_Records provided_:
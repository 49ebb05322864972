// tests/progress_invariants.rs

mod common;
use common::harness;

use std::collections::HashSet;

use proptest::prelude::*;
use scanbatch::batch::BatchStatus;
use scanbatch::config::ScanTool;
use scanbatch_test_utils::builders::BatchConfigBuilder;
use scanbatch_test_utils::fake_executor::{FakeScanExecutor, ScriptedRun};

proptest! {
    #![proptest_config(ProptestConfig::with_cases(24))]

    /// Whatever mix of runs succeed or fail, the progress counters always
    /// reconcile with the total and the concurrency cap holds.
    #[test]
    fn counters_reconcile_for_any_failure_mix(
        total in 1u32..12,
        cap in 1usize..5,
        failing in prop::collection::hash_set(0u32..12, 0..12),
    ) {
        let failing: HashSet<u32> = failing.into_iter().filter(|i| *i < total).collect();

        let rt = tokio::runtime::Builder::new_multi_thread()
            .worker_threads(2)
            .enable_all()
            .build()
            .unwrap();

        rt.block_on(async {
            let mut fake = FakeScanExecutor::new(ScriptedRun::default());
            for index in &failing {
                fake = fake.with_run(*index, ScriptedRun::exiting(137));
            }
            let h = harness(cap, fake);
            let cfg = BatchConfigBuilder::new(ScanTool::Nikto)
                .repetitions(total)
                .build();
            let batch = h.registry.create_batch(cfg).unwrap();

            let driver = h.scheduler.start_batch(&batch.id).unwrap();
            tokio::time::timeout(std::time::Duration::from_secs(10), driver)
                .await
                .expect("batch did not complete in time")
                .unwrap();

            let status = h.registry.get_status(&batch.id).unwrap();
            prop_assert_eq!(status.status, BatchStatus::Completed);
            prop_assert_eq!(status.progress.total, total);
            prop_assert_eq!(status.progress.failed, failing.len() as u32);
            prop_assert_eq!(
                status.progress.completed + status.progress.failed,
                total
            );
            prop_assert_eq!(status.progress.running, 0);
            prop_assert_eq!(status.progress.pending(), 0);

            prop_assert!(
                h.stats.max_active() <= cap,
                "cap {} exceeded: {} concurrent runs",
                cap,
                h.stats.max_active()
            );

            // Every run is individually terminal and consistent with the
            // scripted outcome.
            for run in &status.runs {
                if failing.contains(&run.index) {
                    prop_assert!(run.error.is_some());
                } else {
                    prop_assert!(run.result.is_some());
                }
            }
            Ok(())
        })?;
    }
}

_Work to complete_: An exact copy of the listing is the goal. Transcribe it in full.

_Reply_:
repository 49ebb05322864972
// tests/progress_invariants.rs

mod common;
use common::harness;

use std::collections::HashSet;

use proptest::prelude::*;
use scanbatch::batch::BatchStatus;
use scanbatch::config::ScanTool;
use scanbatch_test_utils::builders::BatchConfigBuilder;
use scanbatch_test_utils::fake_executor::{FakeScanExecutor, ScriptedRun};

proptest! {
    #![proptest_config(ProptestConfig::with_cases(24))]

    /// Whatever mix of runs succeed or fail, the progress counters always
    /// reconcile with the total and the concurrency cap holds.
    #[test]
    fn counters_reconcile_for_any_failure_mix(
        total in 1u32..12,
        cap in 1usize..5,
        failing in prop::collection::hash_set(0u32..12, 0..12),
    ) {
        let failing: HashSet<u32> = failing.into_iter().filter(|i| *i < total).collect();

        let rt = tokio::runtime::Builder::new_multi_thread()
            .worker_threads(2)
            .enable_all()
            .build()
            .unwrap();

        rt.block_on(async {
            let mut fake = FakeScanExecutor::new(ScriptedRun::default());
            for index in &failing {
                fake = fake.with_run(*index, ScriptedRun::exiting(137));
            }
            let h = harness(cap, fake);
            let cfg = BatchConfigBuilder::new(ScanTool::Nikto)
                .repetitions(total)
                .build();
            let batch = h.registry.create_batch(cfg).unwrap();

            let driver = h.scheduler.start_batch(&batch.id).unwrap();
            tokio::time::timeout(std::time::Duration::from_secs(10), driver)
                .await
                .expect("batch did not complete in time")
                .unwrap();

            let status = h.registry.get_status(&batch.id).unwrap();
            prop_assert_eq!(status.status, BatchStatus::Completed);
            prop_assert_eq!(status.progress.total, total);
            prop_assert_eq!(status.progress.failed, failing.len() as u32);
            prop_assert_eq!(
                status.progress.completed + status.progress.failed,
                total
            );
            prop_assert_eq!(status.progress.running, 0);
            prop_assert_eq!(status.progress.pending(), 0);

            prop_assert!(
                h.stats.max_active() <= cap,
                "cap {} exceeded: {} concurrent runs",
                cap,
                h.stats.max_active()
            );

            // Every run is individually terminal and consistent with the
            // scripted outcome.
            for run in &status.runs {
                if failing.contains(&run.index) {
                    prop_assert!(run.error.is_some());
                } else {
                    prop_assert!(run.result.is_some());
                }
            }
            Ok(())
        })?;
    }
}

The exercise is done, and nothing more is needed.